Dici vendetta e, letterariamente, la memoria non può che correre a un tavolino battuto dal sole di Marsiglia, dove tre uomini, ognuno con le proprie losche intenzioni, stanno per condannare ad un’ingiusta sorte un giovane brillante e magnanimo. Dici vendetta e pensi al Conte di Montecristo, alla disperazione di Edmond Dantès, alla sua tenacia nel riparare con ogni mezzo all’indicibile torto subito, senza mai tuttavia perdere di vista l’altissima dimensione della pietà. Pensi agli intrighi, alle mascherate, ai guanti gettati con la furia di chi non può rinunciare al proprio onore, alle dame e ai galantuomini di un tempo che fu. Pensi, insomma, a qualcosa che di più letterario non si può. Ad una molla narrativa che, in un modo o nell’altro, sa sempre come affrancare i propri personaggi dall’indifferenza. Eppure la vendetta, il senso distorto di un affronto a cui porre rimedio, è ben più che un semplice espediente da scrittore navigato. È, tristemente, una categoria dell’umano, un istinto senza requie che talvolta, per giustificare sé stesso, indossa inopinatamente i panni della giustizia. Sono storie da libro, certo, le grandi ed iconiche rivalse: acrobatiche, strabilianti, persino improbabili. Celate sotto un elmo come il sanguigno sguardo di Achille ai piedi delle mura di Troia. Assalite magari da atroci dubbi, come succede ad Amleto. Intrise di un dispotico e beffardo patriottismo, come quello di V. Ma non basta tale tendenza al fantastico a fare della vendetta un mero topos libresco. Perché essa si annida anche là dove la storia le ha dato occasione di crescere. Per esempio nella Sicilia di metà ‘600, tra i rigidi paletti del tribunale dell’Inquisizione. A raccontarcelo è, naturalmente, Leonardo Sciascia nel suo Morte dell’Inquisitore (1964), saggio dai contorni che sfiorano il romanzo storico ispirato alla conturbante figura dell’agostiniano Diego La Matina, anch’egli racalmutese. Nonostante il finale tragico della sua vicenda esistenziale, l’autore arrivò a reputarlo come «un uomo che tenne alta la dignità dell’uomo». Semplicemente perché era riuscito là dove tutti gli altri avevano fallito: nella vendetta, appunto.

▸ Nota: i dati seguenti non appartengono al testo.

//! # podgen CLI
//!
//! Generates a container build manifest and compose file from one settings
//! file, and publishes the built image.
//!
//! ## Startup sequence
//!
//! 1. Load `.env` from the working directory, if present.
//! 2. Parse CLI arguments (clap handles `--help` / `--version` early-exit).
//! 3. Initialise the tracing subscriber (logging).
//! 4. Load tool configuration (defaults + file + env).
//! 5. Build the [`OutputManager`].
//! 6. Dispatch to the appropriate command handler.
//! 7. Translate any [`CliError`] into a user-facing message and exit code.
//!
//! ## Exit codes
//!
//! | Code | Meaning                       |
//! |------|-------------------------------|
//! |  0   | Success                       |
//! |  1   | Internal / system error       |
//! |  2   | User / validation error       |
//! |  3   | Resource not found            |
//! |  4   | Configuration error           |
//! |  5   | One or more tags failed to push |

use std::process::ExitCode;

use clap::Parser;
use tracing::{debug, info, instrument};

use podgen_core::application::ArtifactSelection;

use crate::{
    cli::{Cli, Commands},
    config::AppConfig,
    error::{CliError, CliResult},
    logging::init_logging,
    output::OutputManager,
};

mod cli;
mod commands;
mod config;
mod error;
mod logging;
mod output;

fn main() -> ExitCode {
    // Missing .env is fine; real deployments use the environment directly.
    let _ = dotenvy::dotenv();

    // ── 1. Parse arguments ────────────────────────────────────────────────
    let cli = match Cli::try_parse() {
        Ok(cli) => cli,
        Err(e) => {
            // --help and --version land here too and must exit 0.
            let code = if e.use_stderr() { 2 } else { 0 };
            let _ = e.print();
            return ExitCode::from(code);
        }
    };

    // ── 2. Initialise tracing ─────────────────────────────────────────────
    let _log_guard = match init_logging(&cli.global) {
        Ok(guard) => guard,
        Err(e) => {
            eprintln!("Failed to initialise logging: {e:#}");
            return ExitCode::from(1);
        }
    };

    debug!(
        verbose = cli.global.verbose,
        quiet = cli.global.quiet,
        no_color = cli.global.no_color,
        "CLI started"
    );

    // ── 3. Load configuration ─────────────────────────────────────────────
    let config = match AppConfig::load(cli.global.config.as_ref()) {
        Ok(cfg) => cfg,
        Err(e) => {
            let err = CliError::ConfigError {
                message: format!("{e:#}"),
                source: None,
            };
            return handle_error(err, cli.global.verbose > 0, cli.global.no_color);
        }
    };

    // ── 4. Build output manager ───────────────────────────────────────────
    let output = OutputManager::new(&cli.global, &config);
    let verbose = cli.global.verbose > 0;
    let no_color = !output.supports_color();

    // ── 5. Dispatch + 6. Error handling ──────────────────────────────────
    match run(cli.command, config, output) {
        Ok(()) => {
            info!("podgen completed successfully");
            ExitCode::SUCCESS
        }
        Err(e) => handle_error(e, verbose, no_color),
    }
}

/// Dispatch to the correct command handler.
#[instrument(skip_all)]
fn run(command: Commands, config: AppConfig, output: OutputManager) -> CliResult<()> {
    match command {
        Commands::BuildManifest(args) => {
            commands::generate::execute(ArtifactSelection::BuildManifest, args, config, output)
        }
        Commands::Compose(args) => commands::generate::execute(
            ArtifactSelection::OrchestrationManifest,
            args,
            config,
            output,
        ),
        Commands::Generate(args) => {
            commands::generate::execute(ArtifactSelection::All, args, config, output)
        }
        Commands::Validate(args) => commands::validate::execute(args, config, output),
        Commands::Tags(args) => commands::tags::execute(args, config, output),
        Commands::Push(args) => commands::push::execute(args, config, output),
        Commands::Init(args) => commands::init::execute(args, config, output),
        Commands::Completions(args) => commands::completions::execute(args),
        Commands::Config(cmd) => commands::config::execute(cmd, config, output),
    }
}

/// Translate a `CliError` into a user message and an appropriate exit code.
///
/// This is the single place where structured errors become human-readable
/// output and OS exit codes.
fn handle_error(err: CliError, verbose: bool, no_color: bool) -> ExitCode {
    err.log();

    // Written to stderr so the message survives a redirected stdout.
    let colored = !no_color && std::io::IsTerminal::is_terminal(&std::io::stderr());
    eprint!("{}", err.report(verbose, colored));

    ExitCode::from(err.exit_code())
}

// ── tests ─────────────────────────────────────────────────────────────────────

#[cfg(test)]
mod tests {
    use super::*;
    use clap::CommandFactory;

    #[test]
    fn cli_structure_is_valid() {
        Cli::command().debug_assert();
    }

    #[test]
    fn cli_version_matches_cargo() {
        let cmd = Cli::command();
        assert_eq!(cmd.get_version(), Some(env!("CARGO_PKG_VERSION")));
    }

    #[test]
    fn cli_has_author() {
        let cmd = Cli::command();
        assert!(cmd.get_author().is_some());
    }
}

Per quasi tutta la sua vita, infatti, il frate siciliano aveva dovuto fare i conti con l’oppressiva rigidezza del Sant’Uffizio: blasfemia, iconoclastia, eresia, cospirazione erano stati solo alcuni dei capi d’accusa da cui erano scaturita una detenzione carceraria di ben 13 anni. Mai, tuttavia, sottolinea Sciascia, La Matina aveva considerato l’idea di abiurare non soltanto il proprio credo, quanto, piuttosto, la sua ferma, incrollabile indipendenza morale ed intellettuale. Nemmeno quando a lui si parò davanti il suo inquisitore in persona, ovvero Juan Lopez de Cisneros. Un incontro che, anzi, finì nel sangue: durante un colloquio privato, al quale il frate si presentò con le catene spezzate, questi ferì mortalmente l’aguzzino. La naturale condanna fu quella del rogo, eseguito nel 1658, a poco più di mezzo secolo da un’altra simbolica prassi barbarica avvenuta a Roma, ovvero l’uccisione del filosofo Giordano Bruno. Secondo quanto riporta Sciascia, il religioso fu l’unico prigioniero siciliano capace di uccidere il proprio inquisitore. Ma questo aspetto, benché da solo già abbastanza rilevante per collocare La Matina nell’Olimpo delle figure singolare, non è sufficiente per spiegare interamente l’interesse suscitato in Sciascia da questa vicenda tutta siciliana. C’è qualcosa di più, un torbido ma affascinante baluginio di umano sentimento a fare in modo che lo scrittore parteggi per lo sfortunato giustiziere. È forse la sua rivoluzionaria intransigenza, la disperata affermazione di un principio libertario per il quale varrebbe la pena persino macchiarsi della colpa più grande. La Matina, eroe a suo modo che decide di sacrificare la sua integrità, è anche estremamente solo. Abbandonato a una giustizia che pretende di essere rispettata senza mai offrire in cambio la medesima trasparenza. Gettato nel tritacarne di un potere che si accanisce subdolamente sui suoi oppositori e che – non può fare a meno di notare Sciascia – somiglia in tutto e per tutto, salvo che nell’aspetto, a quello con cui noi contemporanei facciamo i conti. Fra Diego è, in fondo, l’immagine di un intero secolo fatto di tacita complicità tra sacro e profano, tra potere religioso e politico-economico, ma anche delle sue propaggini. Lo specchio di una lotta inesauribile che crea arbitrariamente giudici e martiri, uomini retti e uomini iniqui. Che, invece, finiscono per confondersi come nell’acqua torbida di uno stagno.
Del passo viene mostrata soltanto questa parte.